The shipping industry has quietly gone without a climate plan — until now

The shipping industry has quietly gone without a climate plan — until now

Illustration of aerial view of ships and planes
Drug Naroda
Shipping was left out of the Paris Agreement. Now that the industry is setting emissions goals, there are plenty of doubts about whether they are ambitious enough.

The global shipping industry has agreed to its first greenhouse gas reduction plan at the London headquarters of the International Maritime Organisation (IMO) Friday, having reached a compromise that would see the sector halve its 2008 emissions by the middle of the century.

Fraught climate talks at the IMO this week have seen national governments attempting to thrash out a deal over how ambitious the sector should be in reducing its climate impact.

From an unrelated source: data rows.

//! Authentication module for managing sessions and credentials.
//!
//! This module provides:
//! - `CookieJar`: Key/value token storage (memory, JSON file, OS keychain)
//! - `CredentialStore`: Named accessors for the stored tokens
//! - `TokenClock`: JWT expiry arithmetic with a 5 minute safety margin
//! - `RefreshCoordinator`: Single-flight refresh with a self re-arming timer
//! - `SessionAuth`: Login, logout and session restore
//! - `RequestInterceptor`: One retry after refresh for rejected API calls
//! - `RouteGuard`: Redirect rules for signed-in and anonymous users

pub mod clock;
pub mod coordinator;
pub mod credentials;
pub mod guard;
pub mod interceptor;
pub mod jar;
pub mod session;
pub mod timer;
pub mod user;

pub use clock::{Clock, SystemClock, TokenClock, SAFETY_MARGIN_MS};
pub use coordinator::{RefreshCoordinator, RefreshPhase};
pub use credentials::{Credential, CredentialStore};
pub use guard::{Redirect, RouteGuard};
pub use interceptor::{AuthorizedClient, RequestInterceptor};
pub use jar::{CookieJar, FileJar, KeyringJar, MemoryJar};
pub use session::{SessionAuth, SessionAuthBuilder};
pub use timer::RefreshTimer;
pub use user::UserSlot;
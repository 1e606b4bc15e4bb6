//! REST API client module for the identity-bearing API.
//!
//! This module provides the `AuthApi` trait describing the four endpoints
//! the session layer consumes (login, refresh, logout, "who am I") and
//! `ApiClient`, its reqwest-backed implementation.
//!
//! Responses are wrapped in a `{ "data": ... }` envelope; failures carry
//! an `{ "errors": [...] }` body.

pub mod client;
pub mod error;
pub mod models;

pub use client::{ApiClient, AuthApi};
pub use error::ApiError;
pub use models::{ErrorDetail, ErrorExtensions, LoginCredentials, TokenPair, User};
use std::fmt;

use serde::{Deserialize, Serialize};
use serde_json::{Map, Value};

/// Every successful response body is wrapped in `{ "data": ... }`.
#[derive(Debug, Deserialize)]
pub(crate) struct DataEnvelope<T> {
    pub data: T,
}

/// Error bodies carry a list of `{ message, extensions: { code } }` entries.
#[derive(Debug, Default, Deserialize)]
pub(crate) struct ErrorEnvelope {
    #[serde(default)]
    pub errors: Vec<ErrorDetail>,
}

/// One validation/error entry reported by the server.
#[derive(Debug, Clone, PartialEq, Eq, Serialize, Deserialize)]
pub struct ErrorDetail {
    pub message: String,
    #[serde(default, skip_serializing_if = "Option::is_none")]
    pub extensions: Option<ErrorExtensions>,
}

#[derive(Debug, Clone, PartialEq, Eq, Serialize, Deserialize)]
pub struct ErrorExtensions {
    #[serde(default, skip_serializing_if = "Option::is_none")]
    pub code: Option<String>,
}

impl ErrorDetail {
    pub fn code(&self) -> Option<&str> {
        self.extensions.as_ref().and_then(|e| e.code.as_deref())
    }
}

/// Token pair issued by the login and refresh endpoints.
#[derive(Clone, PartialEq, Eq, Serialize, Deserialize)]
pub struct TokenPair {
    pub access_token: String,
    pub refresh_token: String,
    /// Access token lifetime in milliseconds, when the server reports it.
    #[serde(default, skip_serializing_if = "Option::is_none")]
    pub expires: Option<i64>,
}

impl fmt::Debug for TokenPair {
    fn fmt(&self, f: &mut fmt::Formatter<'_>) -> fmt::Result {
        f.debug_struct("TokenPair")
            .field("access_token", &"<redacted>")
            .field("refresh_token", &"<redacted>")
            .field("expires", &self.expires)
            .finish()
    }
}

/// Login request body.
#[derive(Clone, Serialize)]
pub struct LoginCredentials {
    pub email: String,
    pub password: String,
    #[serde(skip_serializing_if = "Option::is_none")]
    pub otp: Option<String>,
}

impl LoginCredentials {
    pub fn new(email: impl Into<String>, password: impl Into<String>) -> Self {
        Self {
            email: email.into(),
            password: password.into(),
            otp: None,
        }
    }

    pub fn with_otp(mut self, otp: impl Into<String>) -> Self {
        self.otp = Some(otp.into());
        self
    }
}

impl fmt::Debug for LoginCredentials {
    fn fmt(&self, f: &mut fmt::Formatter<'_>) -> fmt::Result {
        f.debug_struct("LoginCredentials")
            .field("email", &self.email)
            .field("password", &"<redacted>")
            .field("otp", &self.otp.as_ref().map(|_| "<redacted>"))
            .finish()
    }
}

/// The authenticated user as returned by `GET /users/me`.
///
/// Only `id` is interpreted; every other field is kept verbatim.
#[derive(Debug, Clone, PartialEq, Serialize, Deserialize)]
pub struct User {
    pub id: String,
    #[serde(flatten)]
    pub fields: Map<String, Value>,
}

impl User {
    pub fn new(id: impl Into<String>) -> Self {
        Self {
            id: id.into(),
            fields: Map::new(),
        }
    }

    /// Look up a string field such as `email` or `first_name`
    pub fn field_str(&self, name: &str) -> Option<&str> {
        self.fields.get(name).and_then(Value::as_str)
    }

    /// Best-effort display name: "first last", then email, then id
    pub fn display_name(&self) -> String {
        let first = self.field_str("first_name").unwrap_or_default();
        let last = self.field_str("last_name").unwrap_or_default();
        let name = format!("{} {}", first, last).trim().to_string();
        if !name.is_empty() {
            name
        } else if let Some(email) = self.field_str("email") {
            email.to_string()
        } else {
            self.id.clone()
        }
    }
}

Shipping is the last major global industry without a comprehensive climate plan, after the aviation sector agreed to a carbon offsetting scheme in 2016. Its emissions are not covered under the Paris Agreement.

The IMO formally adopted an interim climate strategy with the backing of more than 170 national governments, after many opponents to an emissions cap relented during the course of the week-long negotiations.

Although not nearly as ambitious as many delegates and green campaigners had hoped, the compromise reached on the climate plan has been widely welcomed by industry figures and policymakers.

Hilda Heine, president of the Marshall Islands  one of a key group of climate-vulnerable nations campaigning for an ambitious shipping emissions goal  said the IMO had today "made history."

"While it may not be enough to give my country the certainty it wanted, it makes it clear that international shipping will now urgently reduce emissions and play its part in giving my country a pathway to survival," she said in a statement. "This deal helps make every country a little safer, but even with a landmark sectoral cap and clear targets to reduce emissions consistent with the Paris Agreement, we will need to improve it over time in line with the latest science."

As well as an outright emissions cap, the strategy sets a carbon intensity reduction target  the amount of emissions relative to each tonne of shipping cargo  of at least 40 percent by 2030, rising to 70 percent by 2050. It also includes plans for a review of energy efficiency design requirements for ships, and to develop incentives to boost research on low carbon shipping technologies and fuels.

However, the final target to cut emissions by 50 percent by 2050, against 2008 levels, is much weaker than that sought by IMO delegations such as the European Union, which had called for a 70 to 100 percent cut in emissions. The initial strategy also only sets out a general ambition for the sector, with no formal obligation for parties to meet the emissions goal. The final strategy will be released in 2023, the IMO promised.

Experts warn that a 50 percent target is not nearly enough to keep the sector in line with the 1.5 degrees Celsius or even 2 degrees Celsius temperature ambitions set out in the Paris Agreement, which would require a goal close to net zero emissions from shipping by 2050.

IMO studies have estimated that greenhouse gases from international shipping accounted for around 2.2 percent of the world's entire man-made emissions in 2012, and that these emissions are likely to grow between 50 percent and 250 percent by the middle of the century as trade increases.

The EU therefore had threatened to enforce its own emissions targets on ships entering the region's waters by 2023 unless the IMO takes strong enough action on its own, but a number of nations  such as Saudi Arabia, Brazil and India  were resistant, fearing that an emissions cap adversely could affect trade.

Having agreed on the overall ambition for the shipping industry, the IMO will set about on implementing the targets, which like U.N.-wide climate talks is likely to see a division of responsibility between richer and poorer nations.